Horse of a Different Color
Page 16
There was also the most complete set of topographical maps of the Front imaginable. He looked up this sector; saw the plan of Ninieslando’s tunnels and corridors, saw that even the British listening post had the designation “fake plaster horse.” He could follow the routes of Ninieslando from the Swiss border to the English Channel (except in those places where the front-line trenches were only yards apart; there was hardly room for excavation there without calling the attention of both sides to your presence). Here, Ninieslando was down to a single tunnel no wider than a communications trench up on the surface to allow exchanges between sectors.
Either side up above would give a thousand men in return for any map of the set.
That meant that the work of Ninieslando went on day and night, listening and mapping out the smallest changes in the topography. The map atop each pile in the drawer was the latest, dated most recently. You could go through the pile and watch the War backwards to—in some cases—late 1914, when the Germans had determined where the Front would be by pulling back to the higher ground, even if only a foot or two more in elevation. Ninieslando had been founded then, as the War became a stalemate.
In most cases, the lines had not changed since then, except to become more churned up, muddier, nastier. Occasionally, they would shift a few feet, or a hundred yards, due to some small advance by one side or the other. Meanwhile, Ninieslando became more complex and healthier as more and more men joined.
As the ex-captain had said:—The War made us the best engineers, machinists, and soldiers ever known. A shame to waste all that training. So we used it to build a better world, underground.
Tommy looked around the bright shiny library. He could spend his life here, building a better world indeed.
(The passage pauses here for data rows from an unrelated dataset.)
//! Scene calibration from observed pupil ellipses.
//!
//! The camera translation (and, when its bounds allow, the eye radius) is
//! searched so that scene-constrained pose fits reproduce a representative,
//! error-weighted sample of observed ellipses.

mod config;
mod estimator;
mod objective;
mod result;
mod select;

pub use config::{CalibrateConfig, CalibrationBounds, ObjectiveKind, CALIBRATION_PARAMETERS};
pub use estimator::calibrate;
pub use objective::EllipseResidual;
pub use result::CalibrationResult;
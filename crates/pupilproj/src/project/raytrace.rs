//! Refraction of eye points through the cornea.
//!
//! Rays are traced in two planes that contain the optical axis (p1p2 and
//! p1p3). In each plane the launch angle is grid-searched and then refined so
//! that the ray leaving the corneal front surface passes through the camera
//! node. The virtual image is where that exit ray, extended backwards,
//! crosses the axial depth of the source point.

use nalgebra::{Vector2, Vector3};
use serde::{Deserialize, Serialize};

use crate::error::{config_err, Result};
use crate::eye::EyeModel;

/// Angular search settings for corneal ray tracing.
#[derive(Debug, Clone, Copy, PartialEq, Serialize, Deserialize)]
#[serde(default)]
pub struct RayTraceTables {
    /// Largest launch angle from the optical axis searched (degrees).
    pub max_abs_ray_theta: f64,
    /// Grid spacing of the launch angle search (degrees).
    pub ray_theta_resolution: f64,
    /// Bracket width at which the launch angle refinement stops (radians).
    pub refine_tolerance: f64,
    /// Evaluation budget of the refinement.
    pub refine_max_evals: usize,
}

impl Default for RayTraceTables {
    fn default() -> Self {
        Self {
            max_abs_ray_theta: 60.0,
            ray_theta_resolution: 2.0,
            refine_tolerance: 1e-12,
            refine_max_evals: 80,
        }
    }
}

impl RayTraceTables {
    pub fn validate(&self) -> Result<()> {
        if !(self.max_abs_ray_theta > 0.0 && self.max_abs_ray_theta < 90.0) {
            return Err(config_err("max_abs_ray_theta must lie in (0, 90) degrees"));
        }
        if !(self.ray_theta_resolution > 0.0 && self.ray_theta_resolution <= self.max_abs_ray_theta)
        {
            return Err(config_err(
                "ray_theta_resolution must be positive and at most max_abs_ray_theta",
            ));
        }
        if !(self.refine_tolerance > 0.0) {
            return Err(config_err("refine_tolerance must be positive"));
        }
        Ok(())
    }
}

/// Refracted image of one eye point.
#[derive(Debug, Clone, Copy, PartialEq)]
pub(crate) struct VirtualImage {
    pub point: Vector3<f64>,
    /// Distance of the best exit rays from the camera node, combined over
    /// both planes (mm).
    pub residual: f64,
}

/// Virtual image of `source` as seen from `camera`, both given in the
/// unrotated eye frame. `None` when no ray leaves the cornea toward the
/// camera.
pub(crate) fn virtual_image(
    eye: &EyeModel,
    source: &Vector3<f64>,
    camera: &Vector3<f64>,
    tables: &RayTraceTables,
) -> Option<VirtualImage> {
    let section = CorneaSection::new(eye);
    let (p2, err_p2) = section.trace(
        Vector2::new(source.x, source.y),
        Vector2::new(camera.x, camera.y),
        tables,
    )?;
    let (p3, err_p3) = section.trace(
        Vector2::new(source.x, source.z),
        Vector2::new(camera.x, camera.z),
        tables,
    )?;
    Some(VirtualImage {
        point: Vector3::new(source.x, p2, p3),
        residual: err_p2.hypot(err_p3),
    })
}

#[derive(Debug, Clone, Copy)]
struct Ray {
    origin: Vector2<f64>,
    dir: Vector2<f64>,
}

impl Ray {
    /// Leave the circle `(center, radius)` from the inside, bending by the
    /// index ratio `eta = n_inside / n_outside`.
    fn refract_out_of(&self, center: Vector2<f64>, radius: f64, eta: f64) -> Option<Ray> {
        let oc = self.origin - center;
        let b = oc.dot(&self.dir);
        let c = oc.norm_squared() - radius * radius;
        let disc = b * b - c;
        if disc < 0.0 {
            return None;
        }
        let t = -b + disc.sqrt();
        if t < 0.0 {
            return None;
        }
        let hit = self.origin + self.dir * t;
        let normal = (hit - center) / radius;
        let cos_i = normal.dot(&self.dir);
        let sin_t2 = eta * eta * (1.0 - cos_i * cos_i);
        if sin_t2 > 1.0 {
            // total internal reflection
            return None;
        }
        let dir = self.dir * eta + normal * ((1.0 - sin_t2).sqrt() - eta * cos_i);
        Some(Ray {
            origin: hit,
            dir: dir.normalize(),
        })
    }

    /// Signed perpendicular offset of `point` from the ray, positive to the
    /// left of the direction of travel. `None` when `point` lies behind the
    /// ray origin.
    fn signed_offset(&self, point: Vector2<f64>) -> Option<f64> {
        let v = point - self.origin;
        if v.dot(&self.dir) <= 0.0 {
            return None;
        }
        Some(self.dir.x * v.y - self.dir.y * v.x)
    }

    /// Lateral coordinate where the ray line crosses axial position `p1`.
    fn lateral_at(&self, p1: f64) -> Option<f64> {
        if self.dir.x.abs() < 1e-12 {
            return None;
        }
        let t = (p1 - self.origin.x) / self.dir.x;
        Some(self.origin.y + t * self.dir.y)
    }
}

/// The two corneal surfaces cut by a plane through the optical axis.
struct CorneaSection {
    back_center: Vector2<f64>,
    back_radius: f64,
    front_center: Vector2<f64>,
    front_radius: f64,
    indices: [f64; 3],
}

impl CorneaSection {
    fn new(eye: &EyeModel) -> Self {
        Self {
            back_center: Vector2::new(eye.cornea_back.center.x, 0.0),
            back_radius: eye.cornea_back.radius,
            front_center: Vector2::new(eye.cornea_front.center.x, 0.0),
            front_radius: eye.cornea_front.radius,
            indices: eye.refractive_indices,
        }
    }

    fn exit_ray(&self, source: Vector2<f64>, theta: f64) -> Option<Ray> {
        let [aqueous, cornea, air] = self.indices;
        let mut ray = Ray {
            origin: source,
            dir: Vector2::new(theta.cos(), theta.sin()),
        };
        // Points outside the back surface already sit in corneal tissue.
        if (source - self.back_center).norm() < self.back_radius {
            ray = ray.refract_out_of(self.back_center, self.back_radius, aqueous / cornea)?;
        }
        ray.refract_out_of(self.front_center, self.front_radius, cornea / air)
    }

    /// Returns the lateral coordinate of the virtual image and the exit-ray
    /// miss distance at the camera.
    ///
    /// The launch angle grid is scanned for a sign change of the signed miss
    /// offset; the bracket is then closed by Illinois false position. Without
    /// a sign change the grid angle of smallest miss is used.
    fn trace(
        &self,
        source: Vector2<f64>,
        camera: Vector2<f64>,
        tables: &RayTraceTables,
    ) -> Option<(f64, f64)> {
        let max = tables.max_abs_ray_theta.to_radians();
        let step = tables.ray_theta_resolution.to_radians();
        let offset = |theta: f64| {
            self.exit_ray(source, theta)
                .and_then(|ray| ray.signed_offset(camera))
        };

        let n_steps = (2.0 * max / step).floor() as usize;
        let samples: Vec<(f64, Option<f64>)> = (0..=n_steps)
            .map(|i| {
                let theta = -max + step * i as f64;
                (theta, offset(theta))
            })
            .collect();

        let mut best: Option<(f64, f64)> = None;
        for &(theta, s) in &samples {
            if let Some(s) = s {
                if best.map_or(true, |(_, b)| s.abs() < b.abs()) {
                    best = Some((theta, s));
                }
            }
        }
        let (grid_theta, grid_offset) = best?;

        // Bracket with the smallest miss among all sign changes.
        let bracket = samples
            .windows(2)
            .filter_map(|w| match (w[0], w[1]) {
                ((a, Some(fa)), (b, Some(fb))) if fa * fb < 0.0 => Some((a, fa, b, fb)),
                _ => None,
            })
            .min_by(|x, y| {
                let mx = x.1.abs().min(x.3.abs());
                let my = y.1.abs().min(y.3.abs());
                mx.total_cmp(&my)
            });

        let (theta, miss) = match bracket {
            Some(b) if grid_offset != 0.0 => {
                refine_root(&offset, b, tables.refine_tolerance, tables.refine_max_evals)
            }
            _ => (grid_theta, grid_offset.abs()),
        };

        let lateral = self.exit_ray(source, theta)?.lateral_at(source.x)?;
        Some((lateral, miss))
    }
}

/// Illinois false position on a sign-changing bracket `(a, f(a), b, f(b))`.
/// Returns the best angle found and its absolute offset.
fn refine_root(
    f: &impl Fn(f64) -> Option<f64>,
    (mut a, mut fa, mut b, mut fb): (f64, f64, f64, f64),
    tolerance: f64,
    max_evals: usize,
) -> (f64, f64) {
    let mut best = if fa.abs() < fb.abs() {
        (a, fa.abs())
    } else {
        (b, fb.abs())
    };
    for _ in 0..max_evals {
        if (b - a).abs() <= tolerance || best.1 == 0.0 {
            break;
        }
        let mut c = (a * fb - b * fa) / (fb - fa);
        if !(c > a.min(b) && c < a.max(b)) {
            c = 0.5 * (a + b);
        }
        let Some(fc) = f(c) else {
            break;
        };
        if fc.abs() < best.1 {
            best = (c, fc.abs());
        }
        if fc * fb < 0.0 {
            a = b;
            fa = fb;
        } else {
            fa *= 0.5;
        }
        b = c;
        fb = fc;
    }
    best
}

#[cfg(test)]
mod tests {
    use super::*;
    use crate::eye::EyeAnatomy;
    use approx::assert_relative_eq;

    fn camera_on_axis() -> Vector3<f64> {
        Vector3::new(120.0, 0.0, 0.0)
    }

    #[test]
    fn matched_indices_leave_points_in_place() {
        let anatomy = EyeAnatomy {
            aqueous_index: 1.0,
            cornea_index: 1.0,
            ..EyeAnatomy::default()
        };
        let eye = EyeModel::new(12.0, &anatomy).unwrap();
        let source = Vector3::new(-3.7, 1.5, -0.8);
        let vi = virtual_image(&eye, &source, &camera_on_axis(), &RayTraceTables::default())
            .expect("ray reaches camera");
        assert_relative_eq!(vi.point, source, epsilon = 1e-6);
        assert!(vi.residual < 1e-6);
    }

    #[test]
    fn cornea_magnifies_the_pupil() {
        let eye = EyeModel::new(12.0, &EyeAnatomy::default()).unwrap();
        let source = Vector3::new(-3.7, 2.0, 0.0);
        let vi = virtual_image(&eye, &source, &camera_on_axis(), &RayTraceTables::default())
            .expect("ray reaches camera");
        assert!(vi.point.y > 2.0 && vi.point.y < 2.6, "{:?}", vi.point);
        assert_relative_eq!(vi.point.z, 0.0, epsilon = 1e-6);
        assert!(vi.residual < 1e-6);
    }

    #[test]
    fn false_position_closes_the_bracket() {
        let f = |x: f64| Some(x * x * x - 2.0);
        let (x, miss) = refine_root(&f, (0.0, -2.0, 2.0, 6.0), 1e-14, 80);
        assert_relative_eq!(x, 2.0_f64.cbrt(), epsilon = 1e-12);
        assert!(miss < 1e-12);

        // an undefined evaluation ends the search with the best end so far
        let g = |_: f64| -> Option<f64> { None };
        let (x, miss) = refine_root(&g, (0.0, -2.0, 2.0, 6.0), 1e-14, 80);
        assert_eq!((x, miss), (0.0, 2.0));
    }

    #[test]
    fn rejects_bad_tables() {
        assert!(RayTraceTables::default().validate().is_ok());
        let bad = RayTraceTables {
            ray_theta_resolution: 0.0,
            ..RayTraceTables::default()
        };
        assert!(bad.validate().is_err());
    }
}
For three nights, each side had sent out raiding parties to the other’s line. There had been fierce fighting as men all through the sector stomped or clubbed each other to death.
It had been a bonanza for Ninieslando’s scavenging teams. They had looted bodies and the wounded of everything usable: books, food, equipment, clothing. They had done their work efficiently and thoroughly, leaving naked bodies all through No Man’s Land. The moans of the dying followed them as they made their way back down through the hidden entrances to Ninieslando.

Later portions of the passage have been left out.